//! The scrolling world: camera, progressive speed, pickups, parallax, and
//! the obstacle field.
//!
//! Everything here lives in screen space. Scrolling forward moves content
//! left; the returned scroll distance tells the caller how far to shift the
//! actors the world does not own.

pub mod camera;
pub mod parallax;
pub mod pickup;

pub use camera::ScrollCamera;
pub use parallax::ParallaxLayer;
pub use pickup::{Pickup, PickupKind};

use glam::DVec2;

use crate::config::{GameConfig, WorldConfig};
use crate::core::{Rect, Rng};
use crate::obstacles::ObstacleManager;
use crate::player::PlayerMotion;

/// Scroll direction above which content spawns at the leading edge.
const SPAWN_DIRECTION_THRESHOLD: f64 = 0.05;
const COIN_JITTER: f64 = 100.0;
const PACK_SPACING: f64 = 600.0;
const PACK_JITTER: f64 = 400.0;
const INITIAL_PACK_SPACING: f64 = 500.0;
const INITIAL_PACK_JITTER: f64 = 200.0;

pub struct World {
    width: f64,
    height: f64,
    config: WorldConfig,
    pub camera: ScrollCamera,
    pub total_scroll_distance: f64,
    scroll_speed: f64,
    difficulty: f64,
    coins: Vec<Pickup>,
    health_packs: Vec<Pickup>,
    layers: Vec<ParallaxLayer>,
    obstacles: ObstacleManager,
    rng: Rng,
    seed: u64,
}

impl World {
    pub fn new(config: &GameConfig) -> Self {
        let mut world = Self {
            width: config.viewport_width,
            height: config.viewport_height,
            camera: ScrollCamera::new(config.viewport_width, &config.world),
            total_scroll_distance: 0.0,
            scroll_speed: config.world.base_scroll_speed,
            difficulty: 1.0,
            coins: Vec::new(),
            health_packs: Vec::new(),
            layers: parallax::default_layers(),
            obstacles: ObstacleManager::new(config.obstacles.clone(), config.seed.wrapping_add(1)),
            rng: Rng::new(config.seed),
            seed: config.seed,
            config: config.world.clone(),
        };
        world.generate_content();
        world
    }

    fn generate_content(&mut self) {
        let ground_y = self.ground_y();

        self.coins.clear();
        for i in 0..self.config.initial_coins {
            let x = i as f64 * self.config.coin_spacing + self.rng.next_f64() * COIN_JITTER;
            self.coins.push(Pickup::new(PickupKind::Coin, x, ground_y));
        }

        self.health_packs.clear();
        for i in 0..self.config.initial_pack_slots {
            if self.rng.chance(self.config.initial_pack_chance) {
                let x = i as f64 * INITIAL_PACK_SPACING + self.rng.next_f64() * INITIAL_PACK_JITTER;
                self.health_packs
                    .push(Pickup::new(PickupKind::HealthPack, x, ground_y));
            }
        }

        self.obstacles.spawn_initial(ground_y);
        log::info!(
            "world ready: {} coins, {} health packs, {} obstacles",
            self.coins.len(),
            self.health_packs.len(),
            self.obstacles.len()
        );
    }

    /// Restore the opening state with the same seed.
    pub fn reset(&mut self) {
        self.camera.reset();
        self.total_scroll_distance = 0.0;
        self.scroll_speed = self.config.base_scroll_speed;
        self.difficulty = 1.0;
        for layer in &mut self.layers {
            layer.scroll_x = 0.0;
        }
        self.rng = Rng::new(self.seed);
        self.obstacles.clear();
        self.generate_content();
    }

    pub fn width(&self) -> f64 {
        self.width
    }

    pub fn height(&self) -> f64 {
        self.height
    }

    /// Top edge of the sidewalk. Derived from the viewport height on every call.
    pub fn ground_y(&self) -> f64 {
        self.height - self.config.ground_offset
    }

    /// Viewport change. Ground-standing content follows the new ground line.
    pub fn resize(&mut self, width: f64, height: f64) {
        let shift = height - self.height;
        self.width = width;
        self.height = height;
        self.camera.set_viewport_width(width);
        for item in self.coins.iter_mut().chain(self.health_packs.iter_mut()) {
            item.pos.y += shift;
        }
        self.obstacles.shift_vertical(shift);
    }

    pub fn scroll_speed(&self) -> f64 {
        self.scroll_speed
    }

    pub fn difficulty(&self) -> f64 {
        self.difficulty
    }

    pub fn direction(&self) -> f64 {
        self.camera.direction
    }

    /// Speed and difficulty both step up with distance travelled.
    fn update_progression(&mut self) {
        let c = &self.config;
        let speed_steps = (self.total_scroll_distance / c.speed_step_distance).floor();
        self.scroll_speed = c.base_scroll_speed + (speed_steps * c.speed_step).min(c.max_speed_bonus);
        let difficulty_steps = (self.total_scroll_distance / c.difficulty_step_distance).floor();
        self.difficulty = 1.0 + difficulty_steps * c.difficulty_step;
    }

    /// Advance one frame. Returns the distance scrolled; positive is forward.
    pub fn update(&mut self, dt: f64, motion: &PlayerMotion, player_x: f64) -> f64 {
        self.update_progression();
        self.camera.steer(motion, player_x, dt);

        let mut distance = 0.0;
        if self.camera.is_scrolling() {
            let multiplier = if motion.is_dashing {
                self.config.dash_scroll_multiplier
            } else {
                1.0
            };
            let speed = self.scroll_speed * multiplier;
            let proposed = speed * dt * self.camera.direction;
            distance = self.camera.advance(proposed, player_x);
            self.total_scroll_distance += distance.abs();

            let direction = self.camera.direction;
            for layer in &mut self.layers {
                layer.advance(speed, dt, direction);
            }

            let width = self.width;
            for item in self.coins.iter_mut().chain(self.health_packs.iter_mut()) {
                item.scroll(distance, width);
            }
            self.coins.retain(|c| !c.scrolled && !c.collected);
            self.health_packs.retain(|h| !h.scrolled && !h.collected);

            self.spawn_content(direction);
        }

        let ground_y = self.ground_y();
        self.obstacles
            .update(dt, distance, self.camera.direction, self.width, ground_y);

        for coin in &mut self.coins {
            coin.spin(dt);
        }

        distance
    }

    /// Keep a coin and health-pack supply at the leading edge.
    fn spawn_content(&mut self, direction: f64) {
        let ground_y = self.ground_y();
        let reach = self.config.coin_spawn_distance;
        let center = self.width / 2.0;

        if direction > SPAWN_DIRECTION_THRESHOLD {
            let edge = rightmost(&self.coins).unwrap_or(center);
            if edge < self.width + reach {
                let x = edge + self.config.coin_spacing + self.rng.next_f64() * COIN_JITTER;
                self.coins.push(Pickup::new(PickupKind::Coin, x, ground_y));
            }
            let edge = rightmost(&self.health_packs).unwrap_or(center);
            if edge < self.width + reach && self.rng.chance(self.config.health_pack_chance) {
                let x = edge + PACK_SPACING + self.rng.next_f64() * PACK_JITTER;
                self.health_packs
                    .push(Pickup::new(PickupKind::HealthPack, x, ground_y));
            }
        } else if direction < -SPAWN_DIRECTION_THRESHOLD {
            let edge = leftmost(&self.coins).unwrap_or(center);
            if edge > -reach {
                let x = edge - self.config.coin_spacing - self.rng.next_f64() * COIN_JITTER;
                self.coins.push(Pickup::new(PickupKind::Coin, x, ground_y));
            }
            let edge = leftmost(&self.health_packs).unwrap_or(center);
            if edge > -reach && self.rng.chance(self.config.health_pack_chance) {
                let x = edge - PACK_SPACING - self.rng.next_f64() * PACK_JITTER;
                self.health_packs
                    .push(Pickup::new(PickupKind::HealthPack, x, ground_y));
            }
        }
    }

    /// Collect every coin overlapping `rect`. Returns their centres.
    pub fn collect_coins(&mut self, rect: &Rect) -> Vec<DVec2> {
        collect(&mut self.coins, rect)
    }

    /// Collect every health pack overlapping `rect`. Returns their centres.
    pub fn collect_health_packs(&mut self, rect: &Rect) -> Vec<DVec2> {
        collect(&mut self.health_packs, rect)
    }

    pub fn coins(&self) -> &[Pickup] {
        &self.coins
    }

    pub fn health_packs(&self) -> &[Pickup] {
        &self.health_packs
    }

    pub fn layers(&self) -> &[ParallaxLayer] {
        &self.layers
    }

    pub fn obstacles(&self) -> &ObstacleManager {
        &self.obstacles
    }

    pub fn obstacles_mut(&mut self) -> &mut ObstacleManager {
        &mut self.obstacles
    }

    /// Place a pickup directly. Used for scripted content.
    pub fn add_pickup(&mut self, kind: PickupKind, x: f64) -> &Pickup {
        let ground_y = self.ground_y();
        let list = match kind {
            PickupKind::Coin => &mut self.coins,
            PickupKind::HealthPack => &mut self.health_packs,
        };
        list.push(Pickup::new(kind, x, ground_y));
        &list[list.len() - 1]
    }

    /// Drop all pickups. The obstacle field is left alone.
    pub fn clear_pickups(&mut self) {
        self.coins.clear();
        self.health_packs.clear();
    }
}

fn collect(items: &mut Vec<Pickup>, rect: &Rect) -> Vec<DVec2> {
    let mut taken = Vec::new();
    items.retain(|item| {
        if !item.collected && item.rect().overlaps(rect) {
            taken.push(item.center());
            false
        } else {
            true
        }
    });
    taken
}

fn rightmost(items: &[Pickup]) -> Option<f64> {
    items.iter().map(|i| i.pos.x).reduce(f64::max)
}

fn leftmost(items: &[Pickup]) -> Option<f64> {
    items.iter().map(|i| i.pos.x).reduce(f64::min)
}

(Work instructions):
With the line that contains "fn rightmost(items: &[Pickup])" as the first and the final line of the data as the last, repeat every line in that span exactly.

(Result for this exercise):
fn rightmost(items: &[Pickup]) -> Option<f64> {
    items.iter().map(|i| i.pos.x).reduce(f64::max)
}

fn leftmost(items: &[Pickup]) -> Option<f64> {
    items.iter().map(|i| i.pos.x).reduce(f64::min)
}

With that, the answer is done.